Peter retira la plaque s'étant préalablement munie de gants puis la posant sur le sol il s'éloigna très vite du petit rond aménagé. Il se dirigea vers l'étage et revint avec une trousse de premiers secours. Il en sortit une crème et des bandages, força Chris à passer la toute petite brûlure sous un filet d'eau pendant un certain temps puis appliqua la pommade ainsi les bandes. Une fois son travail terminé et la douleur de Chris atténuée, il repartit chercher leur dîner et ils se posèrent sagement sur le canapé sans rien dire, trop occupé à se remplir l'estomac.

Après leur repas qui, pour une mi-décembre, n'était pas fameux, Peter remonta en haut dans la chambre qu'il occupait. Chris, de son côté, alla chercher tous les matelas ramenés pour l'occasion et les disposa dans la pièce près de feu pour les autres. Une fois fait, il monta à son tour rejoindre le loup qui était déjà sous les couvertures n'attendant plus que lui. C'est en souriant doucement qu'il vint embrasser son amant et le prendre dans ses bras pour passer une bonne nuit.

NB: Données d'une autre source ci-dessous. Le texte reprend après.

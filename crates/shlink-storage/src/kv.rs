//! Keyed record stores.
//!
//! [`KeyedStore`] is the storage seam for every table of shared state
//! (tokens, link policies). Besides plain `get`/`put`/`delete` it exposes
//! [`update`](KeyedStore::update), which runs a closure against the stored
//! value while no other writer can touch that key. Check-and-mutate logic
//! belongs inside that closure, never in a separate read followed by a write.

use dashmap::DashMap;
use dashmap::mapref::entry::Entry;

use crate::error::{StorageError, StorageResult};

/// A table of `V` records addressed by string keys.
pub trait KeyedStore<V>: Send + Sync {
    /// Snapshot of the value at `key`.
    ///
    /// # Errors
    ///
    /// Returns [`StorageError::EmptyKey`] for an empty key.
    fn get(&self, key: &str) -> StorageResult<Option<V>>;

    /// Store `value` at `key`, returning the value it replaced.
    ///
    /// # Errors
    ///
    /// Returns [`StorageError::EmptyKey`] for an empty key.
    fn put(&self, key: &str, value: V) -> StorageResult<Option<V>>;

    /// Store `value` at `key` only if the key is vacant. Returns the value
    /// already present, in which case nothing was written.
    ///
    /// # Errors
    ///
    /// Returns [`StorageError::EmptyKey`] for an empty key.
    fn put_if_absent(&self, key: &str, value: V) -> StorageResult<Option<V>>;

    /// Remove `key`, returning its value.
    ///
    /// # Errors
    ///
    /// Returns [`StorageError::EmptyKey`] for an empty key.
    fn delete(&self, key: &str) -> StorageResult<Option<V>>;

    /// Run `f` on the value at `key` atomically with respect to every other
    /// operation on that key. Returns `false` when the key is absent.
    ///
    /// `f` must not block or re-enter the store.
    ///
    /// # Errors
    ///
    /// Returns [`StorageError::EmptyKey`] for an empty key.
    fn update(&self, key: &str, f: &mut dyn FnMut(&mut V)) -> StorageResult<bool>;

    /// Keep only the entries for which `keep` returns `true`. Returns the
    /// number removed.
    ///
    /// # Errors
    ///
    /// Returns an error if the backend fails.
    fn retain(&self, keep: &mut dyn FnMut(&str, &V) -> bool) -> StorageResult<usize>;

    /// Number of stored entries.
    fn len(&self) -> usize;

    /// Whether the store is empty.
    fn is_empty(&self) -> bool {
        self.len() == 0
    }
}

/// Run `f` once against the value at `key` under [`KeyedStore::update`],
/// returning its result, or `None` if the key is absent.
///
/// # Errors
///
/// Propagates errors from the store.
pub fn modify<V, R>(
    store: &dyn KeyedStore<V>,
    key: &str,
    f: impl FnOnce(&mut V) -> R,
) -> StorageResult<Option<R>> {
    let mut f = Some(f);
    let mut out = None;
    store.update(key, &mut |value| {
        if let Some(f) = f.take() {
            out = Some(f(value));
        }
    })?;
    Ok(out)
}

fn validate_key(key: &str) -> StorageResult<()> {
    if key.is_empty() {
        return Err(StorageError::EmptyKey);
    }
    Ok(())
}

/// In-memory [`KeyedStore`] on a sharded concurrent map.
#[derive(Debug)]
pub struct MemoryStore<V> {
    entries: DashMap<String, V>,
}

impl<V> MemoryStore<V> {
    /// Create an empty store.
    #[must_use]
    pub fn new() -> Self {
        Self {
            entries: DashMap::new(),
        }
    }
}

impl<V> Default for MemoryStore<V> {
    fn default() -> Self {
        Self::new()
    }
}

impl<V: Clone + Send + Sync> KeyedStore<V> for MemoryStore<V> {
    fn get(&self, key: &str) -> StorageResult<Option<V>> {
        validate_key(key)?;
        Ok(self.entries.get(key).map(|entry| entry.value().clone()))
    }

    fn put(&self, key: &str, value: V) -> StorageResult<Option<V>> {
        validate_key(key)?;
        Ok(self.entries.insert(key.to_owned(), value))
    }

    fn put_if_absent(&self, key: &str, value: V) -> StorageResult<Option<V>> {
        validate_key(key)?;
        match self.entries.entry(key.to_owned()) {
            Entry::Occupied(occupied) => Ok(Some(occupied.get().clone())),
            Entry::Vacant(vacant) => {
                vacant.insert(value);
                Ok(None)
            },
        }
    }

    fn delete(&self, key: &str) -> StorageResult<Option<V>> {
        validate_key(key)?;
        Ok(self.entries.remove(key).map(|(_, value)| value))
    }

    fn update(&self, key: &str, f: &mut dyn FnMut(&mut V)) -> StorageResult<bool> {
        validate_key(key)?;
        // The entry holds the shard write lock until it is dropped.
        match self.entries.entry(key.to_owned()) {
            Entry::Occupied(mut occupied) => {
                f(occupied.get_mut());
                Ok(true)
            },
            Entry::Vacant(_) => Ok(false),
        }
    }

    fn retain(&self, keep: &mut dyn FnMut(&str, &V) -> bool) -> StorageResult<usize> {
        let before = self.entries.len();
        self.entries.retain(|key, value| keep(key, value));
        Ok(before.saturating_sub(self.entries.len()))
    }

    fn len(&self) -> usize {
        self.entries.len()
    }
}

Quand la petite troupe rentra tous les membres furent surpris de ne pas voir les deux hommes alors que le feu frémissait à côté. Ils furent touchés de l'attention qu'avaient eue les deux hommes et furent ravi d'avoir des matelas chauds. Évidemment, il faisait quand même un peu froid et ils n'étaient pas tous des loups. Ils se couchèrent sans tarder et passèrent une vraie bonne nuit.